Nothing helps in a black swan event, but the charts here https://theirrelevantinvestor.wordp...erything-you-need-to-know-about-bear-markets/ suggest the average bear market is 69 weeks, with a max of 106 weeks although if one looks at a complete peak-to-trough-to peak over a very long period, there are 3 instances of 13-25 years of theoretical bear markets....the latter of which are not that relevant, since for example in the 2000-2013 bear market, there was an intermediate peak in 2007 where a fixed ladder would have been replenished in real life.


----------



## james4beach (Nov 15, 2012)

^ and all of that was measured in US markets, which have had the strongest and longest lasting bull market(s) of any market in modern history.

All of these ideas of stock allocations and long term growth rates are based on US stock markets, which compared to other world markets have been _unusually strong_ for a long time. Look at what happens to either the SWR studies or backtesting when they look at international markets. The results are much worse.

Personally I think that everyone is basing their planning on the "best case scenario", i.e. the US stock market of the last couple centuries. This is a fundamental flaw in reasoning and analysis.


----------



## AltaRed (Jun 8, 2009)

I don't dispute US markets have outperformed global markets historically. They may, or may not, continue to do so in the future. That is the reason for geographic and currency diversification. I maintain that as long as one has 'sufficient' reserves in cash/fixed income to handle the more typical nasty 'curve' balls, as compared to a hand grenade, we cannot do much more without withdrawing into bunker mentality.


----------



## james4beach (Nov 15, 2012)

It's true that you can't do much more. Other than (perhaps at the start of retirement) have more realistic, lower ambitions for portfolio returns.

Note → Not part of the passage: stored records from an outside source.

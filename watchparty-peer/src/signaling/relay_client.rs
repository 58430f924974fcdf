use crate::error::SessionError;
use crate::signaling::SignalingOutput;
use async_trait::async_trait;
use futures::{SinkExt, StreamExt};
use tokio::sync::mpsc;
use tokio_tungstenite::connect_async;
use tokio_tungstenite::tungstenite::Message;
use tracing::{debug, info, warn};
use url::Url;
use watchparty_core::utils::ROOM_TOKEN_PARAM;
use watchparty_core::{
    IceCandidate, MemberId, RoomToken, SessionDescription, SessionRole, SignalMessage,
};

/// Inbound relay messages in arrival order. Closes when the relay connection does.
pub type RelayInbound = mpsc::UnboundedReceiver<SignalMessage>;

/// Writes signaling messages onto the relay websocket.
#[derive(Clone)]
pub struct RelaySink {
    tx: mpsc::UnboundedSender<Message>,
}

/// `{relay_url}/ws?roomToken=<token>`
pub fn relay_ws_url(relay_url: &str, room: &RoomToken) -> Result<Url, SessionError> {
    let mut url = Url::parse(relay_url)?.join("ws")?;
    url.query_pairs_mut()
        .append_pair(ROOM_TOKEN_PARAM, room.as_str());
    Ok(url)
}

/// Opens the relay websocket for `room` and starts its reader and writer tasks.
pub async fn connect_relay(
    relay_url: &str,
    room: &RoomToken,
) -> Result<(RelaySink, RelayInbound), SessionError> {
    let url = relay_ws_url(relay_url, room)?;
    let (ws_stream, _) = connect_async(url.as_str()).await?;
    info!("Connected to relay at {}", url);

    let (mut write, mut read) = ws_stream.split();
    let (out_tx, mut out_rx) = mpsc::unbounded_channel::<Message>();
    let (in_tx, in_rx) = mpsc::unbounded_channel::<SignalMessage>();

    tokio::spawn(async move {
        while let Some(msg) = out_rx.recv().await {
            let closing = matches!(msg, Message::Close(_));
            if let Err(e) = write.send(msg).await {
                warn!("Relay write failed: {}", e);
                break;
            }
            if closing {
                break;
            }
        }
        debug!("Relay writer finished");
    });

    tokio::spawn(async move {
        while let Some(frame) = read.next().await {
            match frame {
                Ok(Message::Text(text)) => match SignalMessage::from_json(text.as_str()) {
                    Ok(signal) => {
                        if in_tx.send(signal).is_err() {
                            break;
                        }
                    }
                    Err(e) => warn!("Invalid SignalMessage from relay: {}", e),
                },
                Ok(Message::Close(_)) => break,
                Ok(_) => {}
                Err(e) => {
                    warn!("Relay read failed: {}", e);
                    break;
                }
            }
        }
        info!("Relay connection closed");
    });

    Ok((RelaySink { tx: out_tx }, in_rx))
}

impl RelaySink {
    /// Register this connection in `room`.
    pub fn join(&self, room: RoomToken, role: SessionRole) -> Result<(), SessionError> {
        self.send(&SignalMessage::Join {
            room_token: room,
            role,
        })
    }

    fn send(&self, msg: &SignalMessage) -> Result<(), SessionError> {
        let json = msg.to_json()?;
        self.tx
            .send(Message::Text(json.into()))
            .map_err(|_| SessionError::Ended)
    }

    fn send_logged(&self, msg: SignalMessage) {
        if let Err(e) = self.send(&msg) {
            warn!("Dropping {}: {}", msg.action(), e);
        }
    }
}

#[async_trait]
impl SignalingOutput for RelaySink {
    async fn send_offer(&self, from: MemberId, to: MemberId, offer: SessionDescription) {
        self.send_logged(SignalMessage::Offer {
            target_id: to,
            sender_id: from,
            offer,
        });
    }

    async fn send_answer(&self, from: MemberId, to: MemberId, answer: SessionDescription) {
        self.send_logged(SignalMessage::Answer {
            target_id: to,
            sender_id: from,
            answer,
        });
    }

    async fn send_ice(&self, from: MemberId, to: MemberId, candidate: IceCandidate) {
        self.send_logged(SignalMessage::IceCandidate {
            target_id: to,
            sender_id: from,
            candidate,
        });
    }

    async fn send_sync_media(&self, from: Option<MemberId>, payload: serde_json::Value) {
        self.send_logged(SignalMessage::SyncMedia {
            sender_id: from,
            payload,
        });
    }

    async fn close(&self) {
        let _ = self.tx.send(Message::Close(None));
    }
}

Some historical perspective: retail investors and pop culture didn't even care about stocks and mutual funds until the 1990s. Unsurprisingly, the popularity exploded in the middle of the most powerful stock bull market in world history. This notion ... commonly believed on this forum ... that stocks are the key to riches and a good retirement, only really appeared in the 1990s. This was also a great time for the economy, lots of jobs, high incomes, good spirits.

Before the 90s, stocks were a thing that just rich people invested in. Once the booming bull market attracted people, mutual funds and stock investment became popular, we started getting TV shows and magazines about stock investing, a whole mutual fund industry appeared. Investment banking took off, Wall Street people got rich, and people admired and craved their wealth. All of this only happened in the 90s.

The reason I bring this up is that it means that _most_ people joined the stock game in recent history, only within the last 20 years or so. Now think of the timing of that. Based on the amazing historical performance of US stocks, _people all joined the game near the highs_, historically speaking. You can see this plain as day on any long term stock chart. *We are all buying at very high levels, in the big picture.*

I think the US markets right now are much closer to Japan of 20 years ago. Persistently overvalued, in denial about long term deterioration, and an economy past its prime. So I think you have to strongly consider the Japanese example.

If this was 30 years ago, we wouldn't all be talking about eagerly buying the dips and how our retirements are going to be based on 70% stock allocations. This way of thinking is a modern phenomenon that emerged in the bull market years. So are all the studies that have been published on the topic.


----------



## Eclectic12 (Oct 20, 2010)

james4beach said:


> ... Some historical perspective: retail investors and pop culture didn't even care about stocks and mutual funds until the 1990s ... Before the 90s, stocks were a thing that just rich people invested in.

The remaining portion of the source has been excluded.